Exercise description —
When a line in the entries contains the word "broken", copy that line in full.
(Source material begins)
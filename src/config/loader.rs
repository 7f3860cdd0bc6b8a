//! Configuration loader for empatia-api
//!
//! This module provides the `ConfigLoader` struct that handles loading
//! configuration from multiple sources with proper precedence.

use std::path::{Path, PathBuf};

use config::builder::DefaultState;
use config::{Config, ConfigBuilder, Environment, File, FileFormat};

use crate::config::environment::Environment as AppEnvironment;
use crate::config::error::ConfigError;
use crate::config::settings::Settings;

/// Environment variable for configuration directory
pub const CONFIG_DIR_ENV: &str = "EMPATIA_CONFIG_DIR";

/// Environment variable for specific configuration file
pub const CONFIG_FILE_ENV: &str = "EMPATIA_CONFIG_FILE";

const DEFAULT_CONFIG_DIR: &str = "config";

/// Environment variable prefix for configuration overrides
const ENV_PREFIX: &str = "EMPATIA";

/// Separator for nested configuration keys in environment variables
const ENV_SEPARATOR: &str = "__";

/// Configuration loader that handles layered configuration loading
///
/// The loader supports the following configuration sources (in order of priority):
/// 1. `default.toml` - Base default configuration (required)
/// 2. `{environment}.toml` - Environment-specific configuration (optional)
/// 3. `local.toml` - Local development overrides (optional)
/// 4. `EMPATIA_*` environment variables (highest priority)
///
/// When a single configuration file is selected, only that file and the
/// environment variables are read.
#[derive(Debug, Clone)]
pub struct ConfigLoader {
    config_dir: PathBuf,
    config_file: Option<PathBuf>,
    environment: AppEnvironment,
}

impl ConfigLoader {
    /// Create a new configuration loader from the process environment
    ///
    /// Reads `EMPATIA_CONFIG_DIR`, `EMPATIA_CONFIG_FILE` and `EMPATIA_APP_ENV`.
    ///
    /// # Errors
    ///
    /// Returns an error if both `EMPATIA_CONFIG_DIR` and `EMPATIA_CONFIG_FILE`
    /// are set, as they are mutually exclusive.
    pub fn new() -> Result<Self, ConfigError> {
        let config_dir = std::env::var(CONFIG_DIR_ENV).ok().map(PathBuf::from);
        let config_file = std::env::var(CONFIG_FILE_ENV).ok().map(PathBuf::from);

        if config_dir.is_some() && config_file.is_some() {
            return Err(ConfigError::mutual_exclusivity(format!(
                "{CONFIG_DIR_ENV} and {CONFIG_FILE_ENV} cannot both be set. \
                 Use {CONFIG_DIR_ENV} for layered configuration or \
                 {CONFIG_FILE_ENV} for a single configuration file."
            )));
        }

        Ok(Self {
            config_dir: config_dir.unwrap_or_else(|| PathBuf::from(DEFAULT_CONFIG_DIR)),
            config_file,
            environment: AppEnvironment::from_env(),
        })
    }

    /// Reads only `path` instead of the layered directory.
    pub fn with_config_file(mut self, path: impl Into<PathBuf>) -> Self {
        self.config_file = Some(path.into());
        self
    }

    pub fn with_config_dir(mut self, dir: impl Into<PathBuf>) -> Self {
        self.config_dir = dir.into();
        self.config_file = None;
        self
    }

    /// Selects which `{environment}.toml` layer is read.
    pub fn with_environment(mut self, environment: AppEnvironment) -> Self {
        self.environment = environment;
        self
    }

    pub fn environment(&self) -> AppEnvironment {
        self.environment
    }

    pub fn config_dir(&self) -> &Path {
        &self.config_dir
    }

    /// Load and validate configuration from all sources
    ///
    /// # Errors
    ///
    /// Returns an error if:
    /// - `default.toml` (or the selected file) is not found
    /// - Configuration parsing fails
    /// - Configuration validation fails
    pub fn load(&self) -> Result<Settings, ConfigError> {
        let settings: Settings = self.build_config()?.try_deserialize().map_err(|e| {
            ConfigError::ParseError(format!("Failed to deserialize configuration: {}", e))
        })?;

        settings.validate()?;

        Ok(settings)
    }

    fn build_config(&self) -> Result<Config, ConfigError> {
        let builder = match &self.config_file {
            Some(file) => Self::add_file_source(Config::builder(), file, true)?,
            None => self.build_layered_config(Config::builder())?,
        };

        // EMPATIA_SERVER__PORT -> server.port
        let builder = builder.add_source(
            Environment::with_prefix(ENV_PREFIX)
                .prefix_separator("_")
                .separator(ENV_SEPARATOR)
                .ignore_empty(true)
                .try_parsing(true),
        );

        builder.build().map_err(ConfigError::from)
    }

    fn build_layered_config(
        &self,
        builder: ConfigBuilder<DefaultState>,
    ) -> Result<ConfigBuilder<DefaultState>, ConfigError> {
        let default_path = self.config_dir.join("default.toml");
        let env_path = self
            .config_dir
            .join(format!("{}.toml", self.environment.as_str()));
        let local_path = self.config_dir.join("local.toml");

        let builder = Self::add_file_source(builder, &default_path, true)?;
        let builder = Self::add_file_source(builder, &env_path, false)?;
        Self::add_file_source(builder, &local_path, false)
    }

    fn add_file_source(
        builder: ConfigBuilder<DefaultState>,
        path: &Path,
        required: bool,
    ) -> Result<ConfigBuilder<DefaultState>, ConfigError> {
        if required && !path.is_file() {
            return Err(ConfigError::file_not_found(format!(
                "Required configuration file not found: {}",
                path.display()
            )));
        }

        let path_str = path.to_str().ok_or_else(|| {
            ConfigError::ParseError(format!(
                "Configuration path is not valid UTF-8: {}",
                path.display()
            ))
        })?;

        Ok(builder.add_source(File::new(path_str, FileFormat::Toml).required(required)))
    }
}

#[cfg(test)]
mod tests {
    use super::*;
    use crate::config::settings::StorageBackend;
    use std::fs;
    use std::sync::Mutex;
    use tempfile::TempDir;

    // Tests touching process environment variables run one at a time.
    static TEST_MUTEX: Mutex<()> = Mutex::new(());

    const DEFAULT_TOML: &str = r#"
[application]
name = "test-app"
version = "1.0.0"

[server]
host = "127.0.0.1"
port = 3000

[storage]
backend = "memory"

[logger]
level = "info"
"#;

    fn setup_config_dir(files: &[(&str, &str)]) -> TempDir {
        let temp_dir = TempDir::new().expect("Failed to create temp dir");
        for (name, content) in files {
            fs::write(temp_dir.path().join(name), content).expect("Failed to write config file");
        }
        temp_dir
    }

    /// Sets variables for the duration of a test and restores them on drop.
    struct EnvGuard {
        saved: Vec<(String, Option<String>)>,
    }

    impl EnvGuard {
        fn new() -> Self {
            let mut guard = Self { saved: Vec::new() };
            for key in [CONFIG_DIR_ENV, CONFIG_FILE_ENV, AppEnvironment::ENV_VAR] {
                guard.remove(key);
            }
            guard
        }

        fn set(&mut self, key: &str, value: &str) {
            self.saved.push((key.to_string(), std::env::var(key).ok()));
            unsafe { std::env::set_var(key, value) };
        }

        fn remove(&mut self, key: &str) {
            self.saved.push((key.to_string(), std::env::var(key).ok()));
            unsafe { std::env::remove_var(key) };
        }
    }

    impl Drop for EnvGuard {
        fn drop(&mut self) {
            for (key, original) in self.saved.iter().rev() {
                unsafe {
                    match original {
                        Some(value) => std::env::set_var(key, value),
                        None => std::env::remove_var(key),
                    }
                }
            }
        }
    }

    #[test]
    fn test_new_uses_defaults() {
        let _lock = TEST_MUTEX.lock().unwrap();
        let _env = EnvGuard::new();

        let loader = ConfigLoader::new().unwrap();
        assert_eq!(loader.config_dir(), Path::new("config"));
        assert!(loader.config_file.is_none());
        assert_eq!(loader.environment(), AppEnvironment::Development);
    }

    #[test]
    fn test_new_reads_environment_variables() {
        let _lock = TEST_MUTEX.lock().unwrap();
        let mut env = EnvGuard::new();
        env.set(CONFIG_DIR_ENV, "/custom/config");
        env.set(AppEnvironment::ENV_VAR, "prod");

        let loader = ConfigLoader::new().unwrap();
        assert_eq!(loader.config_dir(), Path::new("/custom/config"));
        assert_eq!(loader.environment(), AppEnvironment::Production);
    }

    #[test]
    fn test_dir_and_file_are_mutually_exclusive() {
        let _lock = TEST_MUTEX.lock().unwrap();
        let mut env = EnvGuard::new();
        env.set(CONFIG_DIR_ENV, "/custom/config");
        env.set(CONFIG_FILE_ENV, "/path/to/config.toml");

        match ConfigLoader::new() {
            Err(ConfigError::MutualExclusivityError(msg)) => {
                assert!(msg.contains(CONFIG_DIR_ENV));
                assert!(msg.contains(CONFIG_FILE_ENV));
            }
            other => panic!("Expected MutualExclusivityError, got {:?}", other),
        }
    }

    #[test]
    fn test_missing_default_toml() {
        let _lock = TEST_MUTEX.lock().unwrap();
        let _env = EnvGuard::new();
        let temp_dir = setup_config_dir(&[]);

        let result = ConfigLoader::new()
            .unwrap()
            .with_config_dir(temp_dir.path())
            .load();

        match result {
            Err(ConfigError::FileNotFound(msg)) => assert!(msg.contains("default.toml")),
            other => panic!("Expected FileNotFound, got {:?}", other),
        }
    }

    #[test]
    fn test_layers_apply_in_order() {
        let _lock = TEST_MUTEX.lock().unwrap();
        let _env = EnvGuard::new();

        let staging = r#"
[server]
host = "0.0.0.0"
port = 8081
"#;
        let local = r#"
[server]
port = 9999
"#;
        let temp_dir = setup_config_dir(&[
            ("default.toml", DEFAULT_TOML),
            ("staging.toml", staging),
            ("local.toml", local),
        ]);

        let settings = ConfigLoader::new()
            .unwrap()
            .with_config_dir(temp_dir.path())
            .with_environment(AppEnvironment::Staging)
            .load()
            .unwrap();

        assert_eq!(settings.application.name, "test-app");
        assert_eq!(settings.server.host, "0.0.0.0");
        assert_eq!(settings.server.port, 9999);
    }

    #[test]
    fn test_other_environment_file_is_ignored() {
        let _lock = TEST_MUTEX.lock().unwrap();
        let _env = EnvGuard::new();

        let production = r#"
[server]
port = 80
"#;
        let temp_dir = setup_config_dir(&[
            ("default.toml", DEFAULT_TOML),
            ("production.toml", production),
        ]);

        let settings = ConfigLoader::new()
            .unwrap()
            .with_config_dir(temp_dir.path())
            .with_environment(AppEnvironment::Test)
            .load()
            .unwrap();

        assert_eq!(settings.server.port, 3000);
    }

    #[test]
    fn test_environment_variables_override_files() {
        let _lock = TEST_MUTEX.lock().unwrap();
        let mut env = EnvGuard::new();
        env.set("EMPATIA_SERVER__PORT", "7070");
        env.set("EMPATIA_STORAGE__BACKEND", "postgres");
        env.set("EMPATIA_DATABASE__URL", "postgres://db/empatia");

        let temp_dir = setup_config_dir(&[("default.toml", DEFAULT_TOML)]);
        let settings = ConfigLoader::new()
            .unwrap()
            .with_config_dir(temp_dir.path())
            .load()
            .unwrap();

        assert_eq!(settings.server.port, 7070);
        assert_eq!(settings.storage.backend, StorageBackend::Postgres);
        assert_eq!(settings.database.url, "postgres://db/empatia");
    }

    #[test]
    fn test_single_file_skips_layers() {
        let _lock = TEST_MUTEX.lock().unwrap();
        let _env = EnvGuard::new();

        let single = r#"
[server]
port = 4242
"#;
        let temp_dir = setup_config_dir(&[("default.toml", DEFAULT_TOML), ("only.toml", single)]);

        let settings = ConfigLoader::new()
            .unwrap()
            .with_config_dir(temp_dir.path())
            .with_config_file(temp_dir.path().join("only.toml"))
            .load()
            .unwrap();

        assert_eq!(settings.server.port, 4242);
        assert_eq!(settings.application.name, "empatia-api");
    }

    #[test]
    fn test_invalid_values_fail_validation() {
        let _lock = TEST_MUTEX.lock().unwrap();
        let _env = EnvGuard::new();

        let broken = r#"
[storage]
backend = "postgres"
"#;
        let temp_dir = setup_config_dir(&[("default.toml", broken)]);

        let result = ConfigLoader::new()
            .unwrap()
            .with_config_dir(temp_dir.path())
            .load();

        assert!(matches!(
            result,
            Err(ConfigError::ValidationError { ref field, .. }) if field == "database.url"
        ));
    }

    #[test]
    fn test_repository_default_config_loads() {
        let _lock = TEST_MUTEX.lock().unwrap();
        let _env = EnvGuard::new();

        let dir = Path::new(env!("CARGO_MANIFEST_DIR")).join("config");
        let settings = ConfigLoader::new()
            .unwrap()
            .with_config_dir(dir)
            .with_environment(AppEnvironment::Test)
            .load()
            .unwrap();

        assert_eq!(settings.storage.backend, StorageBackend::Memory);
    }
}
(Source material ends)
Written answer —
        let broken = r#"
        let temp_dir = setup_config_dir(&[("default.toml", broken)]);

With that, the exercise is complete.